- The Washington Times - Tuesday, September 25, 2001

D.C. officials projected yesterday that the city may be unable to balance its budget next year because of a decline in tax revenues from the hospitality industry and local income taxes following the attack on the Pentagon two weeks ago.
At an informal meeting about the future of the District following the sunset of the financial control board, members of the D.C. Council, the control board and a congressional oversight subcommittee said that lost revenue from restaurants, hotels and other businesses that depend on tourism will jeopardize the District's ability to serve its residents.
To counter deficits that could reinstate a control board, the city will have to make severe cuts, raise taxes or impose a type of commuter tax on Virginia and Maryland residents who work in the city.
"We are faced with a precarious situation," said Ward 2 council member Jack Evans, a Democrat who heads the council's committee on finance and revenue. "There is a possibility of going into a deficit situation at the end of [fiscal] 2002. Our local congressmen have to do something, or we will certainly be in a deficit situation by [fiscal] 2003."
Congressional leaders so far have been cool to the idea of a commuter tax.
Mr. Evans said city leaders would ask for money to alleviate short- and long-term losses after they are determined. Already $16 million of federal money earmarked to alleviate the costs of the postponed World Bank/IMF meetings will be used to shore up emergency plans and deal with the costs of the attack. City leaders are also pressing for the reopening of Ronald Reagan Washington National Airport.
Mr. Evans estimates that the District will lose 5 percent of its tax revenue in fiscal 2002. The fiscal 2002 budget is $5.3 billion.
In the wake of the Sept. 11 attack on the Pentagon, a number of conventions, business travelers and tourists have canceled their trips to Washington, leaving hotels, restaurants and shops empty.
Mayor Anthony A. Williams said last week that the closure of Reagan Airport and the canceled trips could cost the city tens of millions in declining tax revenues from businesses and from employees who have been laid off.
Washington receives about 20 million visitors annually, and the hospitality sector is one of the engines of the D.C. economy, contributing almost $5 billion annually.
Russell Smith, staff director to the House of Representatives' District of Columbia subcommittee, said yesterday that Congress would have to look carefully at requests for more funds from the federal government.
"We don't want to write a blank check," he said. "The District has to make their case."
Mr. Smith said that a recent $80 million budget overrun in the school system's budget is "on people's radar."
He added that congressional leaders are considering instituting additional safeguards when the congressionally mandated control board dissolves on Sunday. He declined to elaborate on what form that might take but indicated it would mean more than a strengthened chief financial officer, a measure being considered in Congress.

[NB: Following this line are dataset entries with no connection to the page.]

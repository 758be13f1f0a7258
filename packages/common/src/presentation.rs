//! Rendering rules shared by the static export and the live preview, so
//! both turn the same content into the same structure.

use serde_json::Value;
use std::borrow::Cow;

/// A content value as display text. Strings and numbers render; any other
/// shape has no text.
pub fn display_text(value: &Value) -> Option<Cow<'_, str>> {
    match value {
        Value::String(s) => Some(Cow::Borrowed(s.as_str())),
        Value::Number(n) => Some(Cow::Owned(n.to_string())),
        _ => None,
    }
}

/// Whether a present value has a shape that cannot be shown as text
pub fn is_unexpected_shape(value: &Value) -> bool {
    !value.is_null() && display_text(value).is_none()
}

/// Text of a field that has a placeholder. A missing, null or empty field
/// shows the placeholder; a field of unexpected shape shows nothing.
pub fn text_or<'a>(value: Option<&'a Value>, fallback: &'a str) -> Cow<'a, str> {
    match value {
        Some(value) if is_unexpected_shape(value) => Cow::Borrowed(""),
        Some(value) => match display_text(value) {
            Some(text) if !text.is_empty() => text,
            _ => Cow::Borrowed(fallback),
        },
        None => Cow::Borrowed(fallback),
    }
}

/// Heading level from "h3", "3" or 3. Anything outside h2-h4 is 2.
pub fn heading_level(value: Option<&Value>) -> u8 {
    let level = match value {
        Some(Value::Number(n)) => n.as_u64(),
        Some(Value::String(s)) => {
            let s = s.trim();
            s.strip_prefix('h')
                .or_else(|| s.strip_prefix('H'))
                .unwrap_or(s)
                .parse()
                .ok()
        }
        _ => None,
    };
    match level {
        Some(level @ 2..=4) => level as u8,
        _ => 2,
    }
}

/// Divider styles other than the plain line
pub fn divider_variant(style: Option<&str>) -> Option<&'static str> {
    match style? {
        "dashed" => Some("dashed"),
        "dotted" => Some("dotted"),
        "thick" => Some("thick"),
        _ => None,
    }
}

pub fn callout_color(color: Option<&str>) -> &'static str {
    match color {
        Some("green") => "green",
        Some("yellow") => "yellow",
        Some("red") => "red",
        Some("gray") => "gray",
        _ => "blue",
    }
}

pub fn callout_icon(icon: Option<&str>) -> &'static str {
    match icon {
        Some("warning") => "⚠️",
        Some("success") => "✅",
        Some("error") => "❌",
        Some("note") => "📝",
        _ => "ℹ️",
    }
}

pub fn column_gap(gap: Option<&str>) -> Option<&'static str> {
    match gap? {
        "sm" => Some("sm"),
        "md" => Some("md"),
        "lg" => Some("lg"),
        _ => None,
    }
}

/// A color that is safe to place in a `style` attribute
pub fn css_color(value: &str) -> Option<&str> {
    let value = value.trim();
    let safe = !value.is_empty()
        && value.len() <= 64
        && value
            .chars()
            .all(|c| c.is_ascii_alphanumeric() || matches!(c, '#' | '(' | ')' | ',' | '.' | '%' | ' ' | '-'));
    safe.then_some(value)
}

#[cfg(test)]
mod tests {
    use super::*;
    use serde_json::json;

    #[test]
    fn test_heading_level() {
        assert_eq!(heading_level(Some(&json!("h3"))), 3);
        assert_eq!(heading_level(Some(&json!("4"))), 4);
        assert_eq!(heading_level(Some(&json!(3))), 3);
        assert_eq!(heading_level(Some(&json!("h1"))), 2);
        assert_eq!(heading_level(Some(&json!(true))), 2);
        assert_eq!(heading_level(None), 2);
    }

    #[test]
    fn test_display_text() {
        assert_eq!(display_text(&json!("hi")).as_deref(), Some("hi"));
        assert_eq!(display_text(&json!(2025)).as_deref(), Some("2025"));
        assert_eq!(display_text(&json!(1.5)).as_deref(), Some("1.5"));
        assert_eq!(display_text(&json!([1])), None);
        assert_eq!(display_text(&json!(null)), None);
    }

    #[test]
    fn test_text_or() {
        assert_eq!(text_or(None, "Untitled"), "Untitled");
        assert_eq!(text_or(Some(&json!("")), "Untitled"), "Untitled");
        assert_eq!(text_or(Some(&json!(null)), "Untitled"), "Untitled");
        assert_eq!(text_or(Some(&json!(7)), "Untitled"), "7");
        assert_eq!(text_or(Some(&json!({ "a": 1 })), "Untitled"), "");
        assert_eq!(text_or(Some(&json!(false)), "Untitled"), "");
    }

    #[test]
    fn test_known_values() {
        assert_eq!(divider_variant(Some("dotted")), Some("dotted"));
        assert_eq!(divider_variant(Some("line")), None);
        assert_eq!(callout_color(Some("purple")), "blue");
        assert_eq!(callout_icon(Some("note")), "📝");
        assert_eq!(column_gap(Some("xl")), None);
    }

    #[test]
    fn test_css_color() {
        assert_eq!(css_color(" rgb(1, 2, 3) "), Some("rgb(1, 2, 3)"));
        assert_eq!(css_color("white"), Some("white"));
        assert_eq!(css_color("red;background:url(x)"), None);
        assert_eq!(css_color(""), None);
    }
}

Control board member Robert Watkins said any additional structure to safeguard the District's financial system is unnecessary but didn't dismiss the idea of someone "looking over things" in light of the budget overrun. D.C. Chief Financial Officer Natwar Gandhi told D.C. Council members yesterday that while the situation is serious, the overrun will not prevent the city from balancing its books or hurt its fiscal health as it enters fiscal 2002 on Oct. 1.
Michigan Republican Rep. Joe Knollenberg, head of the House subcommittee on D.C. appropriations, said through a spokesman that while the District's future is "bright," the city needs help moving in the right direction.
What structure might be put in place to safeguard the District "is still yet to be determined," he said.